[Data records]

/---

// ── Vector math utilities ──────────────────────────────────────────────

/// Convert a byte slice (from SQLite BLOB) to a Vec<f32>.
pub(crate) fn bytes_to_f32_vec(bytes: &[u8]) -> Vec<f32> {
    bytes
        .chunks_exact(4)
        .map(|chunk| f32::from_le_bytes([chunk[0], chunk[1], chunk[2], chunk[3]]))
        .collect()
}

/// Convert a Vec<f32> to bytes for SQLite BLOB storage.
pub(crate) fn f32_vec_to_bytes(vec: &[f32]) -> Vec<u8> {
    vec.iter().flat_map(|f| f.to_le_bytes()).collect()
}

/// Cosine similarity between two vectors. Returns 0.0 if either is zero-length
/// or the lengths differ.
pub(crate) fn cosine_similarity(a: &[f32], b: &[f32]) -> f64 {
    if a.len() != b.len() || a.is_empty() {
        return 0.0;
    }
    let mut dot = 0.0f64;
    let mut norm_a = 0.0f64;
    let mut norm_b = 0.0f64;
    for (x, y) in a.iter().zip(b.iter()) {
        let x = *x as f64;
        let y = *y as f64;
        dot += x * y;
        norm_a += x * x;
        norm_b += y * y;
    }
    let denom = norm_a.sqrt() * norm_b.sqrt();
    if denom < 1e-12 {
        0.0
    } else {
        dot / denom
    }
}

#[cfg(test)]
mod tests {
    use super::*;

    #[test]
    fn cosine_identical_vectors() {
        let v = vec![1.0f32, 2.0, 3.0];
        let sim = cosine_similarity(&v, &v);
        assert!((sim - 1.0).abs() < 1e-6);
    }

    #[test]
    fn cosine_orthogonal_vectors() {
        let a = vec![1.0f32, 0.0];
        let b = vec![0.0f32, 1.0];
        assert!(cosine_similarity(&a, &b).abs() < 1e-6);
    }

    #[test]
    fn cosine_zero_vector() {
        let a = vec![0.0f32, 0.0];
        let b = vec![1.0f32, 2.0];
        assert_eq!(cosine_similarity(&a, &b), 0.0);
    }

    #[test]
    fn cosine_different_lengths() {
        let a = vec![1.0f32, 2.0];
        let b = vec![1.0f32, 2.0, 3.0];
        assert_eq!(cosine_similarity(&a, &b), 0.0);
    }

    #[test]
    fn bytes_f32_roundtrip() {
        let original = vec![1.0f32, -2.5, 3.14159, 0.0];
        let bytes = f32_vec_to_bytes(&original);
        let restored = bytes_to_f32_vec(&bytes);
        assert_eq!(original, restored);
    }
}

\---

▶ Required action: What is wanted is an exact copy of the data.

▶ Written solution:
// ── Vector math utilities ──────────────────────────────────────────────

/// Convert a byte slice (from SQLite BLOB) to a Vec<f32>.
pub(crate) fn bytes_to_f32_vec(bytes: &[u8]) -> Vec<f32> {
    bytes
        .chunks_exact(4)
        .map(|chunk| f32::from_le_bytes([chunk[0], chunk[1], chunk[2], chunk[3]]))
        .collect()
}

/// Convert a Vec<f32> to bytes for SQLite BLOB storage.
pub(crate) fn f32_vec_to_bytes(vec: &[f32]) -> Vec<u8> {
    vec.iter().flat_map(|f| f.to_le_bytes()).collect()
}

/// Cosine similarity between two vectors. Returns 0.0 if either is zero-length
/// or the lengths differ.
pub(crate) fn cosine_similarity(a: &[f32], b: &[f32]) -> f64 {
    if a.len() != b.len() || a.is_empty() {
        return 0.0;
    }
    let mut dot = 0.0f64;
    let mut norm_a = 0.0f64;
    let mut norm_b = 0.0f64;
    for (x, y) in a.iter().zip(b.iter()) {
        let x = *x as f64;
        let y = *y as f64;
        dot += x * y;
        norm_a += x * x;
        norm_b += y * y;
    }
    let denom = norm_a.sqrt() * norm_b.sqrt();
    if denom < 1e-12 {
        0.0
    } else {
        dot / denom
    }
}

#[cfg(test)]
mod tests {
    use super::*;

    #[test]
    fn cosine_identical_vectors() {
        let v = vec![1.0f32, 2.0, 3.0];
        let sim = cosine_similarity(&v, &v);
        assert!((sim - 1.0).abs() < 1e-6);
    }

    #[test]
    fn cosine_orthogonal_vectors() {
        let a = vec![1.0f32, 0.0];
        let b = vec![0.0f32, 1.0];
        assert!(cosine_similarity(&a, &b).abs() < 1e-6);
    }

    #[test]
    fn cosine_zero_vector() {
        let a = vec![0.0f32, 0.0];
        let b = vec![1.0f32, 2.0];
        assert_eq!(cosine_similarity(&a, &b), 0.0);
    }

    #[test]
    fn cosine_different_lengths() {
        let a = vec![1.0f32, 2.0];
        let b = vec![1.0f32, 2.0, 3.0];
        assert_eq!(cosine_similarity(&a, &b), 0.0);
    }

    #[test]
    fn bytes_f32_roundtrip() {
        let original = vec![1.0f32, -2.5, 3.14159, 0.0];
        let bytes = f32_vec_to_bytes(&original);
        let restored = bytes_to_f32_vec(&bytes);
        assert_eq!(original, restored);
    }
}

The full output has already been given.